La marieuse s'appelait Natasha – Chapitre 4
La vigilante marieuse insiste sur la qualité de ses candidats. Quatre hommes de bonnes valeurs, d’âges compatibles avec le mien, instruits, bilingues ou trilingues, un musicien, un homme d’affaires, un grand voyageur et un professeur de philosophie à la retraite.
— « Wow, chère Natasha! Et moi, serai-je à la hauteur? »
— « Ne vous inquiétez pas! Vous êtes encore attirante. Nous avons compilé les réponses des quatre concurrents et nous pensons que chacun d’entre eux pourrait vous ravir. N’ayez crainte, car vous n’aurez que l’embarras du choix. »
— « Quand pourrai-je les rencontrer? »
Les gens paient généralement des assurances pour que rien de fâcheux ne leur arrive. Mais l’amour, le grand, le solide, le magnifique, est-il seulement garanti?
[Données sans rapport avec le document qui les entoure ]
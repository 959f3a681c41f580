use std::fs;
use std::path::{Path, PathBuf};

use lightlvl_geom::{MAX_RADIUS, ScanShape};

use crate::file::{ConfigError, LightConfig, LoadOutcome};
use crate::shared::SharedSettings;

/// Owns the on-disk config and republishes scanner settings after every change.
pub struct ConfigStore {
    path: PathBuf,
    config: LightConfig,
    shared: SharedSettings,
    // Text of our own last write, so watcher echoes of it can be ignored.
    last_written: Option<String>,
}

impl ConfigStore {
    /// Loads (or defaults) and immediately writes the file back so every
    /// setting is visible and editable.
    pub fn open(path: impl Into<PathBuf>) -> (Self, LoadOutcome) {
        let path = path.into();
        let (config, outcome) = LightConfig::load_or_default(&path);
        let shared = SharedSettings::new(config.compile());
        let mut store = Self {
            path,
            config,
            shared,
            last_written: None,
        };
        store.persist();
        (store, outcome)
    }

    pub fn path(&self) -> &Path {
        &self.path
    }

    pub fn config(&self) -> &LightConfig {
        &self.config
    }

    /// Handle for the scan loop; stays valid across reloads.
    pub fn shared(&self) -> SharedSettings {
        self.shared.clone()
    }

    pub fn reload(&mut self) -> LoadOutcome {
        let (config, outcome) = LightConfig::load_or_default(&self.path);
        self.config = config;
        self.commit();
        log::info!(
            "config reloaded from {} ({:?}): radius={} shape={}",
            self.path.display(),
            outcome,
            self.config.radius,
            self.config.shape
        );
        outcome
    }

    /// Reloads only when the file differs from what this store last wrote.
    pub fn reload_if_changed(&mut self) -> Option<LoadOutcome> {
        let on_disk = fs::read_to_string(&self.path).ok();
        if on_disk.is_some() && on_disk == self.last_written {
            return None;
        }
        Some(self.reload())
    }

    /// Rejects values outside `1..=MAX_RADIUS` and leaves the current radius untouched.
    pub fn set_radius(&mut self, radius: i64) -> Result<u32, ConfigError> {
        if radius < 1 {
            return Err(ConfigError::NonPositiveRadius(radius));
        }
        let r = u32::try_from(radius)
            .ok()
            .filter(|r| *r <= MAX_RADIUS)
            .ok_or(ConfigError::RadiusTooLarge(radius))?;
        self.config.radius = r;
        self.commit();
        Ok(r)
    }

    pub fn set_shape(&mut self, shape: ScanShape) {
        self.config.shape = shape;
        self.commit();
    }

    /// Returns the new state.
    pub fn toggle_color_contrast(&mut self) -> bool {
        self.config.color_contrast = !self.config.color_contrast;
        self.commit();
        self.config.color_contrast
    }

    fn commit(&mut self) {
        self.shared.publish(self.config.compile());
        self.persist();
    }

    fn persist(&mut self) {
        match self.config.store(&self.path) {
            Ok(text) => {
                self.last_written = Some(text);
            }
            Err(e) => log::warn!("failed to write config {}: {}", self.path.display(), e),
        }
    }
}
Mes petites cornes de femme d’affaires habituées à me faire douter, parlementer, négocier ou monnayer font surgir la question : que vais-je en faire?
— « Oubliez vos cornes et laissez votre petit cœur parler, me répond la marieuse. Chaque femme a le droit de trouver son prince charmant ».
J’avais trouvé le mien à 18 ans. J’en rêvais, tellement il était beau! Jamais, cependant, je n’ai pu lui serrer la pince parce qu’il gagnait sa vie comme acteur au cinéma. En effet, lorsqu’en 1965 le fameux film « Le Docteur Jivago » est arrivé dans les salles de cinéma, la terre entière a découvert la beauté et l’immense talent d’Omar Sharif, le très célèbre comédien qui incarnait le docteur Jivago. J’avais visionné cette histoire d’amour une vingtaine de fois avant même que le vilain ogre charcute mon cœur.
— « Dame Natasha, aidez-moi. Ayant si peu d’expérience des choses de l’amour, comment pourrais-je choisir le meilleur homme pour moi? » J’appris ainsi que je devrais d’abord avoir une conversation téléphonique avec chaque candidat avant que nous décidions de poursuivre.
— « N’oubliez pas d’utiliser votre nom fictif (Claudia) en parlant à chaque candidat! Quelque trente ou quarante minutes suffiront pour un premier contact. »
— « Mais qu’est-ce que je leur raconte? Que je suis une vieillotte inexpérimentée à la recherche d’un prince charmant? Dame Natasha, dites-moi, les hommes sont-ils plus dégourdis, fonceurs, adroits, et entreprenants? »
Peut-on connaître les tréfonds de l’autre lorsqu’on a soi-même mille difficultés à ouvrir son propre cœur? Dix mille sentiers brouillent l’adresse du véritable bonheur. Toute cette aventure vaudra-t-elle son pesant d’or?
Que vend la marieuse, au juste? Même pas une toute petite assurance de succès! Quatre conversations téléphoniques avec quatre voix d’hommes; quatre rencontres en personne garanties si personne ne se désiste. Seul un très long questionnaire d’environ 200 questions nous lie. Où en suis-je avec toutes ces balivernes? Dame Natasha devine mon état d’esprit et me convainc de poursuivre le programme. Dès ce soir, elle me mettra en communication téléphonique avec un premier candidat.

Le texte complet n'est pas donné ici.